#### Work request:
Each line below must be set down exactly as it stands.

***** Data for processing *****

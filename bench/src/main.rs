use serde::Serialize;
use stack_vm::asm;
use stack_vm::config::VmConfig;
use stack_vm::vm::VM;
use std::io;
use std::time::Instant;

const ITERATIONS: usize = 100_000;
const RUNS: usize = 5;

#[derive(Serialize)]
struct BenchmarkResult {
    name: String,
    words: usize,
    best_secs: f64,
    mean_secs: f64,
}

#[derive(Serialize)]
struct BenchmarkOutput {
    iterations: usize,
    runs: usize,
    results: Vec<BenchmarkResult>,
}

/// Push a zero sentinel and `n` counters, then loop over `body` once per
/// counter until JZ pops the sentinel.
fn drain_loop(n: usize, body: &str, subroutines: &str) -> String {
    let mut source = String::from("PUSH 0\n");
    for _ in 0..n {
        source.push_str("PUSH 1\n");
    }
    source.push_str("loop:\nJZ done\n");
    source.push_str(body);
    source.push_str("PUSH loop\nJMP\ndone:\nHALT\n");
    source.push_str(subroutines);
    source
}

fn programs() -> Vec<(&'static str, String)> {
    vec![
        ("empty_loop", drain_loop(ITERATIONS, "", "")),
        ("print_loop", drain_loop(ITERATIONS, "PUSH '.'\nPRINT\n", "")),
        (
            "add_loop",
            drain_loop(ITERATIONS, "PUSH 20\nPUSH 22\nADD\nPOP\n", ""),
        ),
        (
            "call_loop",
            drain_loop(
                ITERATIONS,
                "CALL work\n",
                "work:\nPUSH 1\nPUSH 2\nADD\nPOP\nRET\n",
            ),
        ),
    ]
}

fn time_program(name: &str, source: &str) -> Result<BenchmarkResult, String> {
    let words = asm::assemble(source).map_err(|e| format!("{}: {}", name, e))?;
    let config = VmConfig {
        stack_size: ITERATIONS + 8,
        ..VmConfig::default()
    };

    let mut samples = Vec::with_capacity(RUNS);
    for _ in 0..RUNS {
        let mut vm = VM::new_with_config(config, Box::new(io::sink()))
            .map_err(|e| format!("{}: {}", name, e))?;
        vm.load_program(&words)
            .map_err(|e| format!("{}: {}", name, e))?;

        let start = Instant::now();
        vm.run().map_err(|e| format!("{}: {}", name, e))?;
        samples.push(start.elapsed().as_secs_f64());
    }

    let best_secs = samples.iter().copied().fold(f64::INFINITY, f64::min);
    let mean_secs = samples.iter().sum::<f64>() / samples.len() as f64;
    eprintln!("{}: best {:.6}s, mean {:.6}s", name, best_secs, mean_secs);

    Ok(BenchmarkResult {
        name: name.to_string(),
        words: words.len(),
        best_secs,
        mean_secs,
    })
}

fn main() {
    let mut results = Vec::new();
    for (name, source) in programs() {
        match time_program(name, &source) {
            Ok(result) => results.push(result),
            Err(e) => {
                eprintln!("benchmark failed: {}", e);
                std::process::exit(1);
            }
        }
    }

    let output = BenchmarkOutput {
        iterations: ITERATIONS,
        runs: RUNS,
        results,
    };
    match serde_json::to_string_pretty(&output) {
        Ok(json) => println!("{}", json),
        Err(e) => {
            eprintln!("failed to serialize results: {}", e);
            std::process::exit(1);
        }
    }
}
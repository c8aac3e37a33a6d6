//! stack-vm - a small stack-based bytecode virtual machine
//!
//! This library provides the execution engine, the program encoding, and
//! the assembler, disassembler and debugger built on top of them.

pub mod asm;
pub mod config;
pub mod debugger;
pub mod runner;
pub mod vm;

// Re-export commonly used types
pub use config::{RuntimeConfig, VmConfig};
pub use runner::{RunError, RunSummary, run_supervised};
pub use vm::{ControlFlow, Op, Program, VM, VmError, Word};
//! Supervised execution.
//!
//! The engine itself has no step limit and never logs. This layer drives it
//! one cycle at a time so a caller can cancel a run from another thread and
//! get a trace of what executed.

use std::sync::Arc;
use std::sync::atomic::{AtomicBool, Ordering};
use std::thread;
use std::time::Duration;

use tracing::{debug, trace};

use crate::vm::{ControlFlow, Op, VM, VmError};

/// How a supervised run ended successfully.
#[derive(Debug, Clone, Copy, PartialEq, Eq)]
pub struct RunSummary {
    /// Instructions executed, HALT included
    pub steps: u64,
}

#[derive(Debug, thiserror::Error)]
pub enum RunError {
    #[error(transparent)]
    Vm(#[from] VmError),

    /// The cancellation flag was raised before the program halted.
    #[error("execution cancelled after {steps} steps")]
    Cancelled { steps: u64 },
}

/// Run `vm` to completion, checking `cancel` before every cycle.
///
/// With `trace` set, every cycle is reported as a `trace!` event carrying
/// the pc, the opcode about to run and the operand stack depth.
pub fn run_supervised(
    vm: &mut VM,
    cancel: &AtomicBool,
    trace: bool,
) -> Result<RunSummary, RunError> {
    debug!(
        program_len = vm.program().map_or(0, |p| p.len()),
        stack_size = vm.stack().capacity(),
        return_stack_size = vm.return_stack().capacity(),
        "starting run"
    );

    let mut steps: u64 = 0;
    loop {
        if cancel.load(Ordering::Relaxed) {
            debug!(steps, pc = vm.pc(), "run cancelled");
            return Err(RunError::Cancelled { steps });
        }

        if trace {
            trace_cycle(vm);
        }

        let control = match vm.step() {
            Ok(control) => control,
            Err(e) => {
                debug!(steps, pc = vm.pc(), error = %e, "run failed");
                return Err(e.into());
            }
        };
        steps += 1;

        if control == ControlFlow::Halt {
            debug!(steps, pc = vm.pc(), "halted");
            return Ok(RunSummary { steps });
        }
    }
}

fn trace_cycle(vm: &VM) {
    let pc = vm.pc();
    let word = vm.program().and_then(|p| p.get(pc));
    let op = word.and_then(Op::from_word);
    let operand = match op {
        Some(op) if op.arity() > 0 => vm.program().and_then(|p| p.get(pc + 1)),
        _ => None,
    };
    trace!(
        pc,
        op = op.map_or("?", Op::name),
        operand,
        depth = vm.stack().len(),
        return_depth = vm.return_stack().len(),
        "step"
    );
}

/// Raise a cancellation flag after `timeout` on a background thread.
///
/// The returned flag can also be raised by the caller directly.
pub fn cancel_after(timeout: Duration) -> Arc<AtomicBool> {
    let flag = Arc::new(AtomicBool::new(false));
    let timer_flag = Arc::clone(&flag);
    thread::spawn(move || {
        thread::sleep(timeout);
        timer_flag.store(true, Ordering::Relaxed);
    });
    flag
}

*****

#### Response area:
filename bench/src/main.rs
use serde::Serialize;
use stack_vm::asm;
use stack_vm::config::VmConfig;
use stack_vm::vm::VM;
use std::io;
use std::time::Instant;

const ITERATIONS: usize = 100_000;
const RUNS: usize = 5;

#[derive(Serialize)]
struct BenchmarkResult {
    name: String,
    words: usize,
    best_secs: f64,
    mean_secs: f64,
}

#[derive(Serialize)]
struct BenchmarkOutput {
    iterations: usize,
    runs: usize,
    results: Vec<BenchmarkResult>,
}

/// Push a zero sentinel and `n` counters, then loop over `body` once per
/// counter until JZ pops the sentinel.
fn drain_loop(n: usize, body: &str, subroutines: &str) -> String {
    let mut source = String::from("PUSH 0\n");
    for _ in 0..n {
        source.push_str("PUSH 1\n");
    }
    source.push_str("loop:\nJZ done\n");
    source.push_str(body);
    source.push_str("PUSH loop\nJMP\ndone:\nHALT\n");
    source.push_str(subroutines);
    source
}

fn programs() -> Vec<(&'static str, String)> {
    vec![
        ("empty_loop", drain_loop(ITERATIONS, "", "")),
        ("print_loop", drain_loop(ITERATIONS, "PUSH '.'\nPRINT\n", "")),
        (
            "add_loop",
            drain_loop(ITERATIONS, "PUSH 20\nPUSH 22\nADD\nPOP\n", ""),
        ),
        (
            "call_loop",
            drain_loop(
                ITERATIONS,
                "CALL work\n",
                "work:\nPUSH 1\nPUSH 2\nADD\nPOP\nRET\n",
            ),
        ),
    ]
}

fn time_program(name: &str, source: &str) -> Result<BenchmarkResult, String> {
    let words = asm::assemble(source).map_err(|e| format!("{}: {}", name, e))?;
    let config = VmConfig {
        stack_size: ITERATIONS + 8,
        ..VmConfig::default()
    };

    let mut samples = Vec::with_capacity(RUNS);
    for _ in 0..RUNS {
        let mut vm = VM::new_with_config(config, Box::new(io::sink()))
            .map_err(|e| format!("{}: {}", name, e))?;
        vm.load_program(&words)
            .map_err(|e| format!("{}: {}", name, e))?;

        let start = Instant::now();
        vm.run().map_err(|e| format!("{}: {}", name, e))?;
        samples.push(start.elapsed().as_secs_f64());
    }

    let best_secs = samples.iter().copied().fold(f64::INFINITY, f64::min);
    let mean_secs = samples.iter().sum::<f64>() / samples.len() as f64;
    eprintln!("{}: best {:.6}s, mean {:.6}s", name, best_secs, mean_secs);

    Ok(BenchmarkResult {
        name: name.to_string(),
        words: words.len(),
        best_secs,
        mean_secs,
    })
}

fn main() {
    let mut results = Vec::new();
    for (name, source) in programs() {
        match time_program(name, &source) {
            Ok(result) => results.push(result),
            Err(e) => {
                eprintln!("benchmark failed: {}", e);
                std::process::exit(1);
            }
        }
    }

    let output = BenchmarkOutput {
        iterations: ITERATIONS,
        runs: RUNS,
        results,
    };
    match serde_json::to_string_pretty(&output) {
        Ok(json) => println!("{}", json),
        Err(e) => {
            eprintln!("failed to serialize results: {}", e);
            std::process::exit(1);
        }
    }
}
repository c8aac3e37a33a6d6
//! stack-vm - a small stack-based bytecode virtual machine
//!
//! This library provides the execution engine, the program encoding, and
//! the assembler, disassembler and debugger built on top of them.

pub mod asm;
pub mod config;
pub mod debugger;
pub mod runner;
pub mod vm;

// Re-export commonly used types
pub use config::{RuntimeConfig, VmConfig};
pub use runner::{RunError, RunSummary, run_supervised};
pub use vm::{ControlFlow, Op, Program, VM, VmError, Word};
//! Supervised execution.
//!
//! The engine itself has no step limit and never logs. This layer drives it
//! one cycle at a time so a caller can cancel a run from another thread and
//! get a trace of what executed.

use std::sync::Arc;
use std::sync::atomic::{AtomicBool, Ordering};
use std::thread;
use std::time::Duration;

use tracing::{debug, trace};

use crate::vm::{ControlFlow, Op, VM, VmError};

/// How a supervised run ended successfully.
#[derive(Debug, Clone, Copy, PartialEq, Eq)]
pub struct RunSummary {
    /// Instructions executed, HALT included
    pub steps: u64,
}

#[derive(Debug, thiserror::Error)]
pub enum RunError {
    #[error(transparent)]
    Vm(#[from] VmError),

    /// The cancellation flag was raised before the program halted.
    #[error("execution cancelled after {steps} steps")]
    Cancelled { steps: u64 },
}

/// Run `vm` to completion, checking `cancel` before every cycle.
///
/// With `trace` set, every cycle is reported as a `trace!` event carrying
/// the pc, the opcode about to run and the operand stack depth.
pub fn run_supervised(
    vm: &mut VM,
    cancel: &AtomicBool,
    trace: bool,
) -> Result<RunSummary, RunError> {
    debug!(
        program_len = vm.program().map_or(0, |p| p.len()),
        stack_size = vm.stack().capacity(),
        return_stack_size = vm.return_stack().capacity(),
        "starting run"
    );

    let mut steps: u64 = 0;
    loop {
        if cancel.load(Ordering::Relaxed) {
            debug!(steps, pc = vm.pc(), "run cancelled");
            return Err(RunError::Cancelled { steps });
        }

        if trace {
            trace_cycle(vm);
        }

        let control = match vm.step() {
            Ok(control) => control,
            Err(e) => {
                debug!(steps, pc = vm.pc(), error = %e, "run failed");
                return Err(e.into());
            }
        };
        steps += 1;

        if control == ControlFlow::Halt {
            debug!(steps, pc = vm.pc(), "halted");
            return Ok(RunSummary { steps });
        }
    }
}

fn trace_cycle(vm: &VM) {
    let pc = vm.pc();
    let word = vm.program().and_then(|p| p.get(pc));
    let op = word.and_then(Op::from_word);
    let operand = match op {
        Some(op) if op.arity() > 0 => vm.program().and_then(|p| p.get(pc + 1)),
        _ => None,
    };
    trace!(
        pc,
        op = op.map_or("?", Op::name),
        operand,
        depth = vm.stack().len(),
        return_depth = vm.return_stack().len(),
        "step"
    );
}

/// Raise a cancellation flag after `timeout` on a background thread.
///
/// The returned flag can also be raised by the caller directly.
pub fn cancel_after(timeout: Duration) -> Arc<AtomicBool> {
    let flag = Arc::new(AtomicBool::new(false));
    let timer_flag = Arc::clone(&flag);
    thread::spawn(move || {
        thread::sleep(timeout);
        timer_flag.store(true, Ordering::Relaxed);
    });
    flag
}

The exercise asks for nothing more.